Dalam proyeksi moderat, perusahaan setrum pelat merah itu memproyeksikan rata-rata pertumbuhan permintaan listrik sampai dengan 2030 berada di kisaran paling rendah 4,91 persen.
“Kita tahun ini tumbuh lebih dari 6 persen dulu kan sempat minus pada 2020 lalu, tapi 2021 sudah naik sekarang naik di atas 6 persen,” kata EVP Perencanaan Sistem Ketenagalistrikan PLN Warsono saat ditemui di Hotel The Dharmawangsa, Jakarta, Senin (19/12/2022).
Warsono mengatakan, meningkatnya proyeksi pertumbuhan listrik tersebut seiring dengan besarnya potensi komitmen permintaan setrum baru dari pelanggan industri. Komitmen permintaan listrik yang relatif tinggi itu berasal dari masifnya pembangunan pabrik pengolahan dan pemurnian atau smelter bijih mineral serta pembentukan kawasan industri di sejumlah daerah.
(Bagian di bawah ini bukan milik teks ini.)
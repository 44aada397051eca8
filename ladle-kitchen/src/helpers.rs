//! Common kitchen utilities

use ladle_units::units;

/// Common spellings people type for registered units
static SPELLINGS: &[(&str, &str)] = &[
    ("gram", "g"), ("grams", "g"), ("gr", "g"),
    ("kilogram", "kg"), ("kilograms", "kg"), ("kilo", "kg"), ("kilos", "kg"),
    ("ounce", "oz"), ("ounces", "oz"),
    ("pound", "lb"), ("pounds", "lb"), ("lbs", "lb"),
    ("milliliter", "ml"), ("milliliters", "ml"), ("millilitre", "ml"), ("millilitres", "ml"),
    ("liter", "L"), ("liters", "L"), ("litre", "L"), ("litres", "L"),
    ("teaspoon", "tsp"), ("teaspoons", "tsp"),
    ("tablespoon", "tbsp"), ("tablespoons", "tbsp"), ("tbs", "tbsp"),
    ("fluidounce", "floz"), ("fluidounces", "floz"),
    ("cups", "cup"),
    ("pints", "pint"), ("pt", "pint"),
    ("quarts", "quart"), ("qt", "quart"),
    ("gallons", "gallon"), ("gal", "gallon"),
    ("pieces", "piece"), ("pc", "piece"), ("pcs", "piece"),
    ("pinches", "pinch"),
    ("cloves", "clove"),
    ("slices", "slice"),
    ("bunches", "bunch"),
    ("cans", "can"),
];

/// Normalize free-form unit input (lowercase, no spaces or dots)
pub fn normalize_unit_input(input: &str) -> String {
    input.trim()
        .to_lowercase()
        .chars()
        .filter(|c| !c.is_whitespace() && *c != '.')
        .collect()
}

/// Registered unit names similar to `input`, best first (at most three)
///
/// Used to build "did you mean" hints; the result is never substituted for
/// what the user typed.
pub fn suggest_units(input: &str) -> Vec<&'static str> {
    let query = normalize_unit_input(input);
    if query.is_empty() {
        return Vec::new();
    }

    let mut matches: Vec<(&'static str, usize)> = units().iter()
        .filter_map(|unit| {
            let score = similarity_score(&query, unit.name);
            if score > 0 {
                Some((unit.name, score))
            } else {
                None
            }
        })
        .collect();

    // Sort by similarity score (higher = more similar); stable keeps table order on ties
    matches.sort_by(|a, b| b.1.cmp(&a.1));
    matches.into_iter().take(3).map(|(name, _)| name).collect()
}

/// Calculate similarity score between normalized input and a unit name
fn similarity_score(query: &str, unit_name: &str) -> usize {
    let candidate = unit_name.to_lowercase();

    // Same unit with different case ("Cup", "l")
    if candidate == query {
        return 200;
    }
    if SPELLINGS.iter().any(|&(spelling, name)| spelling == query && name == unit_name) {
        return 150;
    }

    if candidate.starts_with(query) {
        100
    } else if candidate.len() > 1 && candidate.contains(query) {
        50
    } else if candidate.len() > 1 && query.contains(candidate.as_str()) {
        30
    } else {
        0
    }
}
//! JSON-RPC request handling
//!
//! One request per line, one response per line. Requests without an `id`
//! are notifications and get no response.

use serde::{Deserialize, Serialize};
use serde_json::{json, Value as JsonValue};
use tracing::{debug, info, warn};

use crate::config::Config;
use crate::tools::{unknown_tool_hint, ToolError, ToolFailure, ToolRegistry};

pub const PROTOCOL_VERSION: &str = "2025-11-25";
pub const SERVER_NAME: &str = "ladle";
pub const SERVER_VERSION: &str = env!("CARGO_PKG_VERSION");

pub const PARSE_ERROR: i32 = -32700;
pub const INVALID_REQUEST: i32 = -32600;
pub const METHOD_NOT_FOUND: i32 = -32601;
pub const INVALID_PARAMS: i32 = -32602;
pub const INTERNAL_ERROR: i32 = -32603;

#[derive(Debug, Deserialize)]
pub struct McpRequest {
    #[allow(dead_code)]
    pub jsonrpc: String,
    pub id: Option<JsonValue>,
    pub method: String,
    #[serde(default)]
    pub params: Option<JsonValue>,
}

#[derive(Debug, Serialize)]
pub struct McpResponse {
    pub jsonrpc: String,
    #[serde(skip_serializing_if = "Option::is_none")]
    pub id: Option<JsonValue>,
    #[serde(skip_serializing_if = "Option::is_none")]
    pub result: Option<JsonValue>,
    #[serde(skip_serializing_if = "Option::is_none")]
    pub error: Option<RpcError>,
}

#[derive(Debug, Clone, PartialEq, Serialize)]
pub struct RpcError {
    pub code: i32,
    pub message: String,
    #[serde(skip_serializing_if = "Option::is_none")]
    pub data: Option<JsonValue>,
}

impl RpcError {
    pub fn new(code: i32, message: impl Into<String>) -> Self {
        RpcError { code, message: message.into(), data: None }
    }

    pub fn invalid_params(message: impl Into<String>) -> Self {
        Self::new(INVALID_PARAMS, message)
    }

    pub fn with_data(mut self, data: JsonValue) -> Self {
        self.data = Some(data);
        self
    }
}

impl McpResponse {
    pub fn success(id: Option<JsonValue>, result: JsonValue) -> Self {
        McpResponse { jsonrpc: "2.0".to_string(), id, result: Some(result), error: None }
    }

    pub fn failure(id: Option<JsonValue>, error: RpcError) -> Self {
        McpResponse { jsonrpc: "2.0".to_string(), id, result: None, error: Some(error) }
    }
}

/// Shared state for request handling
pub struct Server {
    pub registry: ToolRegistry,
    pub config: Config,
}

impl Server {
    pub fn new(registry: ToolRegistry, config: Config) -> Self {
        Server { registry, config }
    }

    /// Handle one raw input line; `None` means nothing should be written back
    pub fn handle_line(&self, line: &str) -> Option<String> {
        let raw: JsonValue = match serde_json::from_str(line) {
            Ok(raw) => raw,
            Err(e) => {
                warn!(error = %e, "error parsing request");
                let error = RpcError::new(PARSE_ERROR, format!("Parse error: {}", e));
                return Some(encode(&McpResponse::failure(None, error)));
            }
        };

        // Valid JSON but not a request object
        let id = raw.get("id").filter(|id| !id.is_null()).cloned();
        let request = match serde_json::from_value::<McpRequest>(raw) {
            Ok(request) => request,
            Err(e) => {
                warn!(error = %e, "invalid request");
                let error = RpcError::new(INVALID_REQUEST, format!("Invalid request: {}", e));
                return Some(encode(&McpResponse::failure(id, error)));
            }
        };

        let response = self.handle_request(&request);
        // Notifications (no id) should NOT receive a response
        if request.id.is_none() {
            debug!(method = %request.method, "notification processed");
            return None;
        }
        Some(encode(&response))
    }

    pub fn handle_request(&self, request: &McpRequest) -> McpResponse {
        debug!(method = %request.method, "processing");

        let result = match request.method.as_str() {
            // Lifecycle
            "initialize" => Ok(handle_initialize(&request.params)),
            "notifications/initialized" | "initialized" => Ok(json!({})),
            "ping" => Ok(json!({})),

            // Tools
            "tools/list" => Ok(self.handle_tools_list()),
            "tools/call" => self.handle_tool_call(&request.params),

            _ => Err(RpcError::new(METHOD_NOT_FOUND, format!("Method not found: {}", request.method))),
        };

        match result {
            Ok(r) => McpResponse::success(request.id.clone(), r),
            Err(e) => McpResponse::failure(request.id.clone(), e),
        }
    }

    fn handle_tools_list(&self) -> JsonValue {
        json!({ "tools": self.registry.list() })
    }

    fn handle_tool_call(&self, params: &Option<JsonValue>) -> Result<JsonValue, RpcError> {
        let params = params.as_ref().ok_or_else(|| RpcError::invalid_params("Missing params"))?;

        let name = params.get("name")
            .and_then(|v| v.as_str())
            .ok_or_else(|| RpcError::invalid_params("Missing tool name"))?;

        let tool = self.registry.get(name).ok_or_else(|| {
            let err = RpcError::invalid_params(format!("Unknown tool: {}", name));
            match unknown_tool_hint(&self.registry, name) {
                Some(hint) => err.with_data(json!({ "suggestion": hint })),
                None => err,
            }
        })?;

        let args = params.get("arguments").cloned().unwrap_or(json!({}));

        match tool.call(&args, &self.config) {
            Ok(output) => Ok(json!({
                "content": [{ "type": "text", "text": output.text }],
                "structuredContent": output.data,
                "isError": false
            })),
            Err(ToolFailure::InvalidArgs(msg)) => {
                warn!(tool = name, error = %msg, "invalid tool arguments");
                Err(RpcError::invalid_params(msg))
            }
            Err(ToolFailure::Kitchen(e)) => {
                debug!(tool = name, error = %e, "tool reported an error");
                let error = ToolError::from(&e);
                Ok(json!({
                    "content": [{ "type": "text", "text": e.to_string() }],
                    "structuredContent": { "error": error },
                    "isError": true
                }))
            }
        }
    }
}

fn handle_initialize(params: &Option<JsonValue>) -> JsonValue {
    let client_info = params.as_ref()
        .and_then(|p| p.get("clientInfo"))
        .and_then(|c| c.get("name"))
        .and_then(|n| n.as_str())
        .unwrap_or("unknown");

    // Use client's protocol version for compatibility
    let client_protocol = params.as_ref()
        .and_then(|p| p.get("protocolVersion"))
        .and_then(|v| v.as_str())
        .unwrap_or(PROTOCOL_VERSION);

    info!(client = client_info, protocol = client_protocol, "client connected");

    json!({
        "protocolVersion": client_protocol,
        "capabilities": {
            "tools": { "listChanged": false }
        },
        "serverInfo": {
            "name": SERVER_NAME,
            "version": SERVER_VERSION
        },
        "instructions": "Kitchen unit conversion. Unit names are case-sensitive (\"L\", not \"l\"). \
                         Use convert_to_system to show an amount in metric or imperial."
    })
}

/// Serialize a response; falls back to a fixed internal error line
pub fn encode(response: &McpResponse) -> String {
    serde_json::to_string(response).unwrap_or_else(|e| {
        warn!(error = %e, "failed to serialize response");
        format!(
            r#"{{"jsonrpc":"2.0","error":{{"code":{},"message":"Internal error"}}}}"#,
            INTERNAL_ERROR
        )
    })
}
//! Unit definitions - the fixed kitchen unit table
//!
//! Declaration order matters: system conversion scans candidates in this
//! order and the first candidate wins initial ties. Stored ingredient records
//! reference these names, so renaming or removing an entry is a breaking
//! change.

use std::collections::HashMap;
use std::sync::LazyLock;
use crate::{MeasurementSystem, Unit, UnitKind};

use crate::MeasurementSystem::{Imperial, Metric};
use crate::UnitKind::{Mass, Volume};

/// Global unit registry, in declaration order
pub static UNITS: &[Unit] = &[
    // === MASS (base: g) ===
    Unit::new("g", Metric, Mass, "g", 1.0, 1.0),
    Unit::new("kg", Metric, Mass, "g", 1000.0, 0.001),
    Unit::new("oz", Imperial, Mass, "g", 28.349523125, 1.0 / 28.349523125),
    Unit::new("lb", Imperial, Mass, "g", 453.59237, 1.0 / 453.59237),

    // === VOLUME (base: ml) ===
    Unit::new("ml", Metric, Volume, "ml", 1.0, 1.0),
    Unit::new("L", Metric, Volume, "ml", 1000.0, 0.001),
    Unit::new("tsp", Imperial, Volume, "ml", 5.0, 0.2),
    Unit::new("tbsp", Imperial, Volume, "ml", 15.0, 1.0 / 15.0),
    Unit::new("floz", Imperial, Volume, "ml", 30.0, 1.0 / 30.0),
    Unit::new("cup", Imperial, Volume, "ml", 240.0, 1.0 / 240.0),
    Unit::new("pint", Imperial, Volume, "ml", 480.0, 1.0 / 480.0),
    Unit::new("quart", Imperial, Volume, "ml", 960.0, 1.0 / 960.0),
    Unit::new("gallon", Imperial, Volume, "ml", 3840.0, 1.0 / 3840.0),

    // === COUNT (base: piece) ===
    Unit::count("piece"),
    Unit::count("pinch"),
    Unit::count("clove"),
    Unit::count("slice"),
    Unit::count("bunch"),
    Unit::count("can"),
];

/// Name -> position in UNITS
static INDEX: LazyLock<HashMap<&'static str, usize>> = LazyLock::new(|| {
    UNITS.iter()
        .enumerate()
        .map(|(i, unit)| (unit.name, i))
        .collect()
});

/// Get a unit by exact (case-sensitive) name
pub fn get_unit(name: &str) -> Option<&'static Unit> {
    INDEX.get(name).map(|&i| &UNITS[i])
}

/// All units, in declaration order
pub fn units() -> &'static [Unit] {
    UNITS
}

/// Units of one system and kind, in declaration order
pub fn units_where(
    system: MeasurementSystem,
    kind: UnitKind,
) -> impl Iterator<Item = &'static Unit> {
    UNITS.iter().filter(move |u| u.system == system && u.kind == kind)
}

/// Get all unit names, in declaration order
pub fn unit_names() -> Vec<&'static str> {
    UNITS.iter().map(|u| u.name).collect()
}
Di sisi lain, dia mengatakan, sejumlah industri yang berorientasi ekspor belakangan mencatatkan permintaan listrik berbasis energi baru dan terbarukan (EBT) yang relatif tinggi saat ini.
Dia mencontohkan permintaan energi bersih mengalami peningkatan dari industri pusat data atau data center hingga korporasi multinasional.
Dengan demikian, dia mengatakan, perseroannya tengah merevisi kembali RUPTL 2021-2030 untuk menyesuaikan kembali sejumlah asumsi di tengah naiknya permintaan listrik tersebut.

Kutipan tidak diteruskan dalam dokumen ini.